__PROBLEM__:
Each line in the entries below that holds the string "WHERE" must be copied.

Collected data entries:
- - - - - - -
use std::{str::FromStr, time::Duration};

use async_trait::async_trait;
use sqlx::{
    sqlite::{SqliteConnectOptions, SqliteJournalMode, SqlitePool, SqlitePoolOptions, SqliteRow},
    Row,
};

use crate::{
    consts::consts::EntityId, database::table::row::UpdatePersonData, model::person::Person,
};

use super::{to_generic_error, Storage, StorageError, StorageResult};

pub const ENGINE_NAME: &str = "sqlite";

pub struct SqliteStorage {
    pool: SqlitePool,
}

impl SqliteStorage {
    /// Accepts `sqlite://path/to/file.db` or `sqlite::memory:`, the file is created if missing
    pub async fn connect(url: &str) -> StorageResult<Self> {
        let options = SqliteConnectOptions::from_str(url)
            .map_err(|e| StorageError::UnableToConnect(to_generic_error(e)))?
            .create_if_missing(true)
            .journal_mode(SqliteJournalMode::Wal);

        // A single connection serializes writers, which is what SQLite does anyway. It also keeps
        //  `sqlite::memory:` databases alive, every new connection would otherwise start empty
        let pool = SqlitePoolOptions::new()
            .max_connections(1)
            .idle_timeout(None::<Duration>)
            .max_lifetime(None::<Duration>)
            .connect_with(options)
            .await
            .map_err(|e| StorageError::UnableToConnect(to_generic_error(e)))?;

        Ok(Self { pool })
    }
}

fn person_from_row(row: &SqliteRow) -> StorageResult<Person> {
    let read = |e: sqlx::Error| StorageError::UnableToReadRecord(to_generic_error(e));

    Ok(Person {
        id: EntityId(row.try_get("id").map_err(read)?),
        name: row.try_get("name").map_err(read)?,
        age: row.try_get("age").map_err(read)?,
        email: row.try_get("email").map_err(read)?,
    })
}

fn write_error(person: &Person, error: sqlx::Error) -> StorageError {
    let unique_violation = error
        .as_database_error()
        .map(|e| e.is_unique_violation())
        .unwrap_or(false);

    if unique_violation {
        return StorageError::DuplicateRecord(person.id.clone());
    }

    StorageError::UnableToWriteRecord(to_generic_error(error))
}

const INSERT_PERSON: &str = r#"
    INSERT INTO persons (id, name, age, email)
    VALUES (?, ?, ?, ?)
"#;

#[async_trait]
impl Storage for SqliteStorage {
    fn engine_name(&self) -> &'static str {
        ENGINE_NAME
    }

    async fn init(&self) -> StorageResult<()> {
        let persons_table = r#"
            CREATE TABLE IF NOT EXISTS persons (
                id    TEXT    NOT NULL PRIMARY KEY,
                name  TEXT    NOT NULL,
                age   INTEGER NOT NULL,
                email TEXT    NOT NULL
            )
        "#;

        sqlx::query(persons_table)
            .execute(&self.pool)
            .await
            .map_err(|e| StorageError::UnableToInitializePersistence(to_generic_error(e)))?;

        Ok(())
    }

    async fn reset_database(&self) -> StorageResult<()> {
        sqlx::query("DELETE FROM persons")
            .execute(&self.pool)
            .await
            .map_err(|e| StorageError::UnableToWriteRecord(to_generic_error(e)))?;

        Ok(())
    }

    async fn ping(&self) -> StorageResult<()> {
        sqlx::query("SELECT 1")
            .execute(&self.pool)
            .await
            .map_err(|e| StorageError::UnableToReadRecord(to_generic_error(e)))?;

        Ok(())
    }

    async fn insert(&self, person: &Person) -> StorageResult<()> {
        sqlx::query(INSERT_PERSON)
            .bind(person.id.as_str())
            .bind(&person.name)
            .bind(person.age)
            .bind(&person.email)
            .execute(&self.pool)
            .await
            .map_err(|e| write_error(person, e))?;

        Ok(())
    }

    async fn insert_batch(&self, people: &[Person]) -> StorageResult<()> {
        let mut transaction = self
            .pool
            .begin()
            .await
            .map_err(|e| StorageError::UnableToWriteRecord(to_generic_error(e)))?;

        for person in people {
            sqlx::query(INSERT_PERSON)
                .bind(person.id.as_str())
                .bind(&person.name)
                .bind(person.age)
                .bind(&person.email)
                .execute(&mut *transaction)
                .await
                .map_err(|e| write_error(person, e))?;
        }

        // Dropping the transaction on an early return rolls it back
        transaction
            .commit()
            .await
            .map_err(|e| StorageError::UnableToWriteRecord(to_generic_error(e)))
    }

    async fn get(&self, id: &EntityId) -> StorageResult<Option<Person>> {
        let row = sqlx::query("SELECT id, name, age, email FROM persons WHERE id = ?")
            .bind(id.as_str())
            .fetch_optional(&self.pool)
            .await
            .map_err(|e| StorageError::UnableToReadRecord(to_generic_error(e)))?;

        row.as_ref().map(person_from_row).transpose()
    }

    async fn list(&self) -> StorageResult<Vec<Person>> {
        let rows = sqlx::query("SELECT id, name, age, email FROM persons ORDER BY rowid")
            .fetch_all(&self.pool)
            .await
            .map_err(|e| StorageError::UnableToReadRecord(to_generic_error(e)))?;

        rows.iter().map(person_from_row).collect()
    }

    async fn update(
        &self,
        id: &EntityId,
        update: &UpdatePersonData,
    ) -> StorageResult<Option<Person>> {
        update
            .check_not_null()
            .map_err(|e| StorageError::ConstraintViolation(e.to_string()))?;

        // NULL parameters keep the stored value
        let update_person = r#"
            UPDATE persons
            SET name  = COALESCE(?, name),
                age   = COALESCE(?, age),
                email = COALESCE(?, email)
            WHERE id = ?
            RETURNING id, name, age, email
        "#;

        let row = sqlx::query(update_person)
            .bind(update.name.as_set().map(String::as_str))
            .bind(update.age.as_set().copied())
            .bind(update.email.as_set().map(String::as_str))
            .bind(id.as_str())
            .fetch_optional(&self.pool)
            .await
            .map_err(|e| StorageError::UnableToWriteRecord(to_generic_error(e)))?;

        row.as_ref().map(person_from_row).transpose()
    }

    async fn delete(&self, id: &EntityId) -> StorageResult<bool> {
        let result = sqlx::query("DELETE FROM persons WHERE id = ?")
            .bind(id.as_str())
            .execute(&self.pool)
            .await
            .map_err(|e| StorageError::UnableToWriteRecord(to_generic_error(e)))?;

        Ok(result.rows_affected() > 0)
    }

    async fn count(&self) -> StorageResult<usize> {
        let row = sqlx::query("SELECT COUNT(*) AS count FROM persons")
            .fetch_one(&self.pool)
            .await
            .map_err(|e| StorageError::UnableToReadRecord(to_generic_error(e)))?;

        let count: i64 = row
            .try_get("count")
            .map_err(|e| StorageError::UnableToReadRecord(to_generic_error(e)))?;

        Ok(count as usize)
    }

    async fn close(&self) {
        self.pool.close().await
    }
}

#[cfg(test)]
mod tests {
    use crate::database::table::row::UpdateStatement;

    use super::*;

    async fn storage() -> SqliteStorage {
        let storage = SqliteStorage::connect("sqlite::memory:").await.unwrap();
        storage.init().await.unwrap();
        storage
    }

    fn person(name: &str) -> Person {
        Person::new(name.to_string(), 25, format!("{}@example.com", name))
    }

    #[tokio::test]
    async fn init_is_idempotent() {
        let storage = storage().await;

        storage.init().await.unwrap();

        assert_eq!(storage.count().await.unwrap(), 0);
    }

    #[tokio::test]
    async fn insert_then_get() {
        let storage = storage().await;
        let jane = person("jane");

        storage.insert(&jane).await.unwrap();

        assert_eq!(storage.get(&jane.id).await.unwrap(), Some(jane));
    }

    #[tokio::test]
    async fn insert_duplicate_id() {
        let storage = storage().await;
        let jane = person("jane");

        storage.insert(&jane).await.unwrap();

        assert!(matches!(
            storage.insert(&jane).await,
            Err(StorageError::DuplicateRecord(id)) if id == jane.id
        ));
    }

    #[tokio::test]
    async fn list_keeps_insertion_order() {
        let storage = storage().await;
        let people: Vec<Person> = ["c", "a", "b"].into_iter().map(person).collect();

        storage.insert_batch(&people).await.unwrap();

        assert_eq!(storage.list().await.unwrap(), people);
    }

    #[tokio::test]
    async fn insert_batch_rolls_back() {
        let storage = storage().await;
        let jane = person("jane");
        storage.insert(&jane).await.unwrap();

        let result = storage.insert_batch(&[person("john"), jane]).await;

        assert!(matches!(result, Err(StorageError::DuplicateRecord(_))));
        assert_eq!(storage.count().await.unwrap(), 1);
    }

    #[tokio::test]
    async fn update_only_supplied_fields() {
        let storage = storage().await;
        let jane = person("jane");
        storage.insert(&jane).await.unwrap();

        let update = UpdatePersonData {
            age: UpdateStatement::Set(31),
            ..Default::default()
        };

        let updated = storage.update(&jane.id, &update).await.unwrap().unwrap();

        assert_eq!(updated.age, 31);
        assert_eq!(updated.name, jane.name);
        assert_eq!(updated.email, jane.email);
    }

    #[tokio::test]
    async fn update_missing_row() {
        let storage = storage().await;

        let update = UpdatePersonData {
            age: UpdateStatement::Set(31),
            ..Default::default()
        };

        assert_eq!(
            storage.update(&EntityId::new(), &update).await.unwrap(),
            None
        );
    }

    #[tokio::test]
    async fn delete_then_reset() {
        let storage = storage().await;
        let jane = person("jane");
        storage.insert(&jane).await.unwrap();
        storage.insert(&person("john")).await.unwrap();

        assert!(storage.delete(&jane.id).await.unwrap());
        assert!(!storage.delete(&jane.id).await.unwrap());
        assert_eq!(storage.count().await.unwrap(), 1);

        storage.reset_database().await.unwrap();

        assert_eq!(storage.count().await.unwrap(), 0);
    }

    #[tokio::test]
    async fn ping_fails_after_close() {
        let storage = storage().await;

        storage.ping().await.unwrap();
        storage.close().await;

        assert!(storage.ping().await.is_err());
    }
}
- - - - - - -
__EXPECTED ANSWER__:
        let row = sqlx::query("SELECT id, name, age, email FROM persons WHERE id = ?")
            WHERE id = ?
        let result = sqlx::query("DELETE FROM persons WHERE id = ?")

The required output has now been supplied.